EXERCISE PROMPT:
Down to the final line, write out the data below exactly.

Dataset excerpts:
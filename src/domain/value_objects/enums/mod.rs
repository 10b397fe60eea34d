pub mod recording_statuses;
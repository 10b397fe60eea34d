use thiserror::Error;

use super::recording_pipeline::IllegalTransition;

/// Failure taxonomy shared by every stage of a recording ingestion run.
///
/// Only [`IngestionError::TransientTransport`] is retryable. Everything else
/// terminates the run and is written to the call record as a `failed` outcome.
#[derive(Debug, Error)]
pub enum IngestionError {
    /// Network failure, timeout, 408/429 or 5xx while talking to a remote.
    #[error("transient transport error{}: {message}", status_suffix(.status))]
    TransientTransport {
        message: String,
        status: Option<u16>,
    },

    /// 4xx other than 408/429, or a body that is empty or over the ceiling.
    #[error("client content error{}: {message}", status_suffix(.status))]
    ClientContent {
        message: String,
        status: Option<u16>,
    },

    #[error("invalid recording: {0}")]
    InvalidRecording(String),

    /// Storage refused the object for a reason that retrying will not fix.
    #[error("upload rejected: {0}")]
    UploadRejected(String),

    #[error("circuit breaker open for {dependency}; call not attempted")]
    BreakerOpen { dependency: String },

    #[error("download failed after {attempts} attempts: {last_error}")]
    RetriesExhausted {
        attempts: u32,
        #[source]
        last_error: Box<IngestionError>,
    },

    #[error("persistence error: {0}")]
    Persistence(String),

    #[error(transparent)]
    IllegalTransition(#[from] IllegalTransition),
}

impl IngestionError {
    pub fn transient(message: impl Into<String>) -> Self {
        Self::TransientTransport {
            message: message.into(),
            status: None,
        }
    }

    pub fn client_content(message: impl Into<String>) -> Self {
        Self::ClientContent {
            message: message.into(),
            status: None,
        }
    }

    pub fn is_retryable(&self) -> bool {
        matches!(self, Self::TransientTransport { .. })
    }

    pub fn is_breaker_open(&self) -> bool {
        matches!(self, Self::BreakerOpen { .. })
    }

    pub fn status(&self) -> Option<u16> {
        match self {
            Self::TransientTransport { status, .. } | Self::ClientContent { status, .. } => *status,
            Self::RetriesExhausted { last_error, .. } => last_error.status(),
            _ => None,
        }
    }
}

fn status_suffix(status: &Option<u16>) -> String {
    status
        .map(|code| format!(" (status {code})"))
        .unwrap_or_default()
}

SOLUTION TO THIS PROBLEM:
filename src/domain/value_objects/enums/mod.rs
repository 10b397fe60eea34d
pub mod recording_statuses;
repository 10b397fe60eea34d
use thiserror::Error;

use super::recording_pipeline::IllegalTransition;

/// Failure taxonomy shared by every stage of a recording ingestion run.
///
/// Only [`IngestionError::TransientTransport`] is retryable. Everything else
/// terminates the run and is written to the call record as a `failed` outcome.
#[derive(Debug, Error)]
pub enum IngestionError {
    /// Network failure, timeout, 408/429 or 5xx while talking to a remote.
    #[error("transient transport error{}: {message}", status_suffix(.status))]
    TransientTransport {
        message: String,
        status: Option<u16>,
    },

    /// 4xx other than 408/429, or a body that is empty or over the ceiling.
    #[error("client content error{}: {message}", status_suffix(.status))]
    ClientContent {
        message: String,
        status: Option<u16>,
    },

    #[error("invalid recording: {0}")]
    InvalidRecording(String),

    /// Storage refused the object for a reason that retrying will not fix.
    #[error("upload rejected: {0}")]
    UploadRejected(String),

    #[error("circuit breaker open for {dependency}; call not attempted")]
    BreakerOpen { dependency: String },

    #[error("download failed after {attempts} attempts: {last_error}")]
    RetriesExhausted {
        attempts: u32,
        #[source]
        last_error: Box<IngestionError>,
    },

    #[error("persistence error: {0}")]
    Persistence(String),

    #[error(transparent)]
    IllegalTransition(#[from] IllegalTransition),
}

impl IngestionError {
    pub fn transient(message: impl Into<String>) -> Self {
        Self::TransientTransport {
            message: message.into(),
            status: None,
        }
    }

    pub fn client_content(message: impl Into<String>) -> Self {
        Self::ClientContent {
            message: message.into(),
            status: None,
        }
    }

    pub fn is_retryable(&self) -> bool {
        matches!(self, Self::TransientTransport { .. })
    }

    pub fn is_breaker_open(&self) -> bool {
        matches!(self, Self::BreakerOpen { .. })
    }

    pub fn status(&self) -> Option<u16> {
        match self {
            Self::TransientTransport { status, .. } | Self::ClientContent { status, .. } => *status,
            Self::RetriesExhausted { last_error, .. } => last_error.status(),
            _ => None,
        }
    }
}

fn status_suffix(status: &Option<u16>) -> String {
    status
        .map(|code| format!(" (status {code})"))
        .unwrap_or_default()
}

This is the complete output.